February 24, 2011 at 5:20 pm

@Ray Simoneaux,
My new favorite phrase for townhall meetings is:
“3/4ths the states never ratified such a measure!” More astonished looks.

@Charles K. Rowley,
Another remedy is another Constitutional Convention. Three times we came rather near to having one. Just the imminence of a ConCon can make Congress react. There is a lot of anxiety about having one as there really is no agenda that can be enforced on a ConCon. On the other hand, much of the “horse and buggy” provisions in that 1787 instrument is exploited by political graft no matter whose administration is in office. I have a draft instrument coined “Congress 2.0″ of nearly two dozen amendments which includes a confederate vote measure where a 1/5 dissent on germaneness of a bill, or a bill riding measure, in both federal houses then remands the measure to the states for a confederate vote of 2/3rds majority. A compact soveriegnty of states measure. I also have a lame duck provisional legislation and adjournment/recess appointment and pocket veto bypass amendments, and measures to assure members of Congress spend more time with their constituents; and for Senators, the constituency is the state capitol, affording remote visual conferencing be allowed for members to vote. It sure could use more scrutiny and maturation with tweaks and polished.

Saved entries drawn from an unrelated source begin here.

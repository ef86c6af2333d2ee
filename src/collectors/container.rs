// Container collector: identity for every container, live metrics for running ones

use super::CollectionContext;
use crate::calculator::{CounterSample, DeltaState, bytes_to_mb, format_uptime, ratio_percent};
use crate::error::{MonitorError, Result};
use crate::models::{Container, ContainerSnapshot, ContainerState, Domain, PortMapping, now_millis};
use crate::reader::{ContainerRecord, ContainerRuntime, RawContainerStats};
use futures_util::future::join_all;
use std::collections::{HashMap, HashSet};
use std::time::Duration;

const SHORT_ID_LEN: usize = 12;

/// Collect all containers. Fails only when the runtime cannot be reached.
pub async fn collect(
    runtime: Option<&dyn ContainerRuntime>,
    ctx: &CollectionContext,
) -> Result<ContainerSnapshot> {
    let runtime =
        runtime.ok_or_else(|| MonitorError::unavailable(Domain::Container, "no runtime configured"))?;
    let records = list(runtime).await?;

    let running: Vec<&ContainerRecord> = records
        .iter()
        .filter(|r| ContainerState::from_docker(&r.state).is_running())
        .collect();
    let stats = fetch_stats(runtime, &running).await;

    let now = chrono::Utc::now().timestamp();
    let mut containers: Vec<Container> = records.iter().map(|r| identity(r, now)).collect();

    let mut deltas = ctx.deltas().await;
    for (record, container) in records.iter().zip(containers.iter_mut()) {
        if let Some(s) = stats.get(record.id.as_str()) {
            apply_live_stats(container, &record.id, s, &mut deltas);
        }
    }
    let present: HashSet<String> = running.iter().map(|r| r.id.clone()).collect();
    let pruned = deltas.retain_present(&present);
    if pruned > 0 {
        tracing::debug!(pruned, "dropped cpu baselines for vanished containers");
    }
    drop(deltas);

    let running_count = containers.iter().filter(|c| c.state.is_running()).count();
    Ok(ContainerSnapshot {
        available: true,
        total_count: containers.len(),
        running_count,
        containers,
        timestamp: now_millis(),
    })
}

/// Look up one container by full id or id prefix; the first match wins.
/// Baselines are updated but not pruned.
pub async fn detail(
    runtime: Option<&dyn ContainerRuntime>,
    ctx: &CollectionContext,
    id: &str,
) -> Result<Option<Container>> {
    let runtime =
        runtime.ok_or_else(|| MonitorError::unavailable(Domain::Container, "no runtime configured"))?;
    let records = list(runtime).await?;
    let Some(record) = find_by_prefix(&records, id) else {
        return Ok(None);
    };

    let mut container = identity(record, chrono::Utc::now().timestamp());
    if container.state.is_running() {
        match runtime.container_stats(&record.id).await {
            Ok(s) => {
                let mut deltas = ctx.deltas().await;
                apply_live_stats(&mut container, &record.id, &s, &mut deltas);
            }
            Err(e) => {
                tracing::debug!(error = %e, container = %container.name, "container stats unavailable");
            }
        }
    }
    Ok(Some(container))
}

pub fn find_by_prefix<'a>(records: &'a [ContainerRecord], id: &str) -> Option<&'a ContainerRecord> {
    if id.is_empty() {
        return None;
    }
    records
        .iter()
        .find(|r| r.id == id)
        .or_else(|| records.iter().find(|r| r.id.starts_with(id)))
}

async fn list(runtime: &dyn ContainerRuntime) -> Result<Vec<ContainerRecord>> {
    runtime
        .ping()
        .await
        .map_err(|e| MonitorError::unavailable(Domain::Container, e))?;
    runtime
        .list_containers()
        .await
        .map_err(|e| MonitorError::unavailable(Domain::Container, e))
}

/// Stats for each running container, keyed by full id. Failed fetches are absent.
async fn fetch_stats<'a>(
    runtime: &dyn ContainerRuntime,
    running: &[&'a ContainerRecord],
) -> HashMap<&'a str, RawContainerStats> {
    let results = join_all(running.iter().copied().map(|r| async move {
        (r.id.as_str(), runtime.container_stats(&r.id).await)
    }))
    .await;

    let mut stats = HashMap::with_capacity(results.len());
    for (id, result) in results {
        match result {
            Ok(s) => {
                stats.insert(id, s);
            }
            Err(e) => {
                tracing::debug!(error = %e, container = %short_id(id), "container stats unavailable");
            }
        }
    }
    stats
}

fn short_id(id: &str) -> String {
    id.chars().take(SHORT_ID_LEN).collect()
}

fn identity(r: &ContainerRecord, now_secs: i64) -> Container {
    let id = short_id(&r.id);
    let name = r
        .names
        .first()
        .map(|n| n.trim_start_matches('/').to_string())
        .filter(|n| !n.is_empty())
        .unwrap_or_else(|| id.clone());
    let elapsed = Duration::from_secs(now_secs.saturating_sub(r.created).max(0) as u64);
    Container {
        id,
        name,
        image: r.image.clone(),
        status: r.status.clone(),
        state: ContainerState::from_docker(&r.state),
        ports: r
            .ports
            .iter()
            .map(|p| PortMapping {
                private_port: p.private_port,
                public_port: p.public_port.unwrap_or(0),
                type_: p.protocol.clone().unwrap_or_default(),
                ip: p.ip.clone().unwrap_or_default(),
            })
            .collect(),
        created: r.created,
        uptime: format_uptime(elapsed),
        ..Default::default()
    }
}

fn apply_live_stats(c: &mut Container, id: &str, s: &RawContainerStats, deltas: &mut DeltaState) {
    let num_cpus = s
        .online_cpus
        .filter(|n| *n > 0)
        .unwrap_or_else(|| s.percpu_count.max(1) as u32);
    c.cpu_percent = deltas.observe(
        id,
        CounterSample {
            cpu_total: s.cpu_total_usage,
            system: s.system_usage,
        },
        num_cpus,
    );

    c.memory_usage_mb = bytes_to_mb(s.memory_usage);
    c.memory_limit_mb = bytes_to_mb(s.memory_limit);
    c.memory_percent = ratio_percent(s.memory_usage, s.memory_limit);

    let (rx, tx) = s
        .networks
        .iter()
        .fold((0u64, 0u64), |(rx, tx), (r, t)| (rx.saturating_add(*r), tx.saturating_add(*t)));
    c.net_input_mb = bytes_to_mb(rx);
    c.net_output_mb = bytes_to_mb(tx);

    let mut read = 0u64;
    let mut write = 0u64;
    for (op, value) in &s.block_io {
        if op.eq_ignore_ascii_case("read") {
            read = read.saturating_add(*value);
        } else if op.eq_ignore_ascii_case("write") {
            write = write.saturating_add(*value);
        }
    }
    c.block_input_mb = bytes_to_mb(read);
    c.block_output_mb = bytes_to_mb(write);
}

#[cfg(test)]
mod tests {
    use super::*;
    use crate::reader::RawPortMapping;
    use crate::reader::fake::FakeRuntime;

    fn record(id: &str, name: &str, state: &str) -> ContainerRecord {
        ContainerRecord {
            id: id.into(),
            names: vec![format!("/{}", name)],
            image: "nginx:latest".into(),
            status: "Up 2 hours".into(),
            state: state.into(),
            ports: vec![RawPortMapping {
                private_port: 80,
                public_port: Some(8080),
                protocol: Some("tcp".into()),
                ip: Some("0.0.0.0".into()),
            }],
            created: 0,
        }
    }

    fn stats(cpu_total: u64, system: u64) -> RawContainerStats {
        RawContainerStats {
            cpu_total_usage: cpu_total,
            system_usage: system,
            online_cpus: Some(2),
            percpu_count: 2,
            memory_usage: 256 * 1024 * 1024,
            memory_limit: 512 * 1024 * 1024,
            networks: vec![(1024 * 1024, 2 * 1024 * 1024), (1024 * 1024, 0)],
            block_io: vec![
                ("Read".into(), 3 * 1024 * 1024),
                ("write".into(), 1024 * 1024),
                ("sync".into(), 99),
            ],
        }
    }

    const ID_A: &str = "aaaaaaaaaaaa1111111111111111111111111111111111111111111111111111";
    const ID_B: &str = "bbbbbbbbbbbb2222222222222222222222222222222222222222222222222222";

    #[tokio::test]
    async fn unreachable_runtime_is_unavailable() {
        let runtime = FakeRuntime::unreachable();
        let ctx = CollectionContext::new();
        let err = collect(Some(&runtime), &ctx).await.unwrap_err();
        assert!(matches!(
            err,
            MonitorError::SourceUnavailable {
                domain: Domain::Container,
                ..
            }
        ));
        assert!(collect(None, &ctx).await.is_err());
    }

    #[tokio::test]
    async fn stopped_containers_keep_identity_without_live_metrics() {
        let runtime = FakeRuntime::new(vec![record(ID_A, "web", "exited")]);
        runtime.set_stats(ID_A, stats(100, 1000));
        let ctx = CollectionContext::new();
        let snap = collect(Some(&runtime), &ctx).await.unwrap();
        assert!(snap.available);
        assert_eq!(snap.total_count, 1);
        assert_eq!(snap.running_count, 0);
        let c = &snap.containers[0];
        assert_eq!(c.id, "aaaaaaaaaaaa");
        assert_eq!(c.name, "web");
        assert_eq!(c.state, ContainerState::Exited);
        assert_eq!(c.ports[0].public_port, 8080);
        assert_eq!(c.memory_usage_mb, 0.0);
        assert!(ctx.deltas().await.is_empty());
    }

    #[tokio::test]
    async fn failed_stats_fetch_leaves_metrics_at_zero() {
        let runtime = FakeRuntime::new(vec![record(ID_A, "web", "running")]);
        let ctx = CollectionContext::new();
        let snap = collect(Some(&runtime), &ctx).await.unwrap();
        let c = &snap.containers[0];
        assert_eq!(c.name, "web");
        assert_eq!(c.cpu_percent, 0.0);
        assert_eq!(c.memory_limit_mb, 0.0);
        assert_eq!(snap.running_count, 1);
    }

    #[tokio::test]
    async fn live_metrics_and_cpu_from_second_cycle() {
        let runtime = FakeRuntime::new(vec![record(ID_A, "web", "running")]);
        let ctx = CollectionContext::new();

        runtime.set_stats(ID_A, stats(50_000_000, 500_000_000));
        let first = collect(Some(&runtime), &ctx).await.unwrap();
        let c = &first.containers[0];
        assert_eq!(c.cpu_percent, 0.0);
        assert_eq!(c.memory_usage_mb, 256.0);
        assert_eq!(c.memory_limit_mb, 512.0);
        assert_eq!(c.memory_percent, 50.0);
        assert_eq!(c.net_input_mb, 2.0);
        assert_eq!(c.net_output_mb, 2.0);
        assert_eq!(c.block_input_mb, 3.0);
        assert_eq!(c.block_output_mb, 1.0);

        runtime.set_stats(ID_A, stats(100_000_000, 1_000_000_000));
        let second = collect(Some(&runtime), &ctx).await.unwrap();
        assert!((second.containers[0].cpu_percent - 20.0).abs() < 1e-9);
    }

    #[tokio::test]
    async fn vanished_containers_are_pruned_from_deltas() {
        let runtime = FakeRuntime::new(vec![
            record(ID_A, "web", "running"),
            record(ID_B, "db", "running"),
        ]);
        runtime.set_stats(ID_A, stats(1, 1));
        runtime.set_stats(ID_B, stats(1, 1));
        let ctx = CollectionContext::new();
        collect(Some(&runtime), &ctx).await.unwrap();
        assert_eq!(ctx.deltas().await.len(), 2);

        runtime.set_containers(vec![record(ID_A, "web", "running")]);
        collect(Some(&runtime), &ctx).await.unwrap();
        let deltas = ctx.deltas().await;
        assert!(deltas.contains(ID_A));
        assert!(!deltas.contains(ID_B));
    }

    #[test]
    fn find_by_prefix_prefers_exact_then_first_prefix() {
        let records = vec![
            record("abc111", "one", "running"),
            record("abc222", "two", "running"),
            record("abc", "three", "running"),
        ];
        assert_eq!(find_by_prefix(&records, "abc").unwrap().id, "abc");
        assert_eq!(find_by_prefix(&records, "abc2").unwrap().id, "abc222");
        assert_eq!(find_by_prefix(&records[..2], "abc").unwrap().id, "abc111");
        assert!(find_by_prefix(&records, "zzz").is_none());
        assert!(find_by_prefix(&records, "").is_none());
    }

    #[tokio::test]
    async fn detail_resolves_short_id() {
        let runtime = FakeRuntime::new(vec![
            record(ID_A, "web", "running"),
            record(ID_B, "db", "exited"),
        ]);
        runtime.set_stats(ID_A, stats(10, 10));
        let ctx = CollectionContext::new();
        let c = detail(Some(&runtime), &ctx, "bbbbbbbbbbbb")
            .await
            .unwrap()
            .unwrap();
        assert_eq!(c.name, "db");
        let c = detail(Some(&runtime), &ctx, "aaaa").await.unwrap().unwrap();
        assert_eq!(c.memory_percent, 50.0);
        assert!(detail(Some(&runtime), &ctx, "cccc").await.unwrap().is_none());
    }

    #[test]
    fn identity_strips_leading_slash_and_formats_uptime() {
        let mut r = record(ID_A, "web", "running");
        r.created = 1_000;
        let c = identity(&r, 1_000 + 3 * 3600 + 5 * 60);
        assert_eq!(c.name, "web");
        assert_eq!(c.uptime, "3h 5m");
        r.names.clear();
        assert_eq!(identity(&r, 1_000).name, "aaaaaaaaaaaa");
    }
}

  1. Seth Richardson says:

February 25, 2011 at 9:52 pm

This section, in conjunction with Article II, Section 1 and Article II, Section 3, delineating the powers and duties of the President are of particular interest at this moment, what with the President deciding all on his own that the Defense of Marriage Act (DOMA) is “unconstitutional” and his directing Attorney General Eric Holder not to further defend it in court.

The question of a President’s authority to refuse or fail to enforce duly-enacted laws of Congress is a serious one which I address in some detail at my blog, The Broadside.

The essence of the problem is that if the President has authority to decide for himself what laws are constitutional and what laws are not, he is usurping both the legislative authority of Congress and the judicial authority of the Supreme Court.

It is my view that this comprises an impeachable offense. This very matter was the subject of an impeachment of Andrew Johnson in 1868. Johnson only survived removal by the Senate by one vote.

As for Holder, he is employed by the United States, which is the People, to represent our interests in court, and to zealously defend ALL laws duly enacted by the Congress, not just the ones he wants to defend or that the President tells him to defend.

He should therefore be disbarred and fired.

  1. Charles K. Rowley says:

February 26, 2011 at 11:35 am

Ralph’s suggestion about a constitutional convention has been discussed recently with respect to the balanced budget amendment proposal. As yet, it falls short of the number of states (two-thirds) required to call the convention. Ralph is correct that even the threat of such a convention tends to bring Congress to heel. The risk is whether a convention – once called – can be constrained to the issue it is supposed to address. After all the 1787 convention ignored its mandate, which was to reform the Articles of Confederation.

Seth’s concern about Presidential overreach is really important. If the United States enjoyed an independent judiciary that is precisely where the federal courts should intervene. But they are filled with inadequates who will not challenge a President. Impeachment is now an entirely political issue and the Congress does not have the votes to impeach and convict a Democratic President. So, such an attempt would be a huge waste of time. Holder holds his position pretty much at Obama’s discretion. And there is not a snowflake’s chance in Hell that Obama will remove a carefully selected ‘brother’ at this time.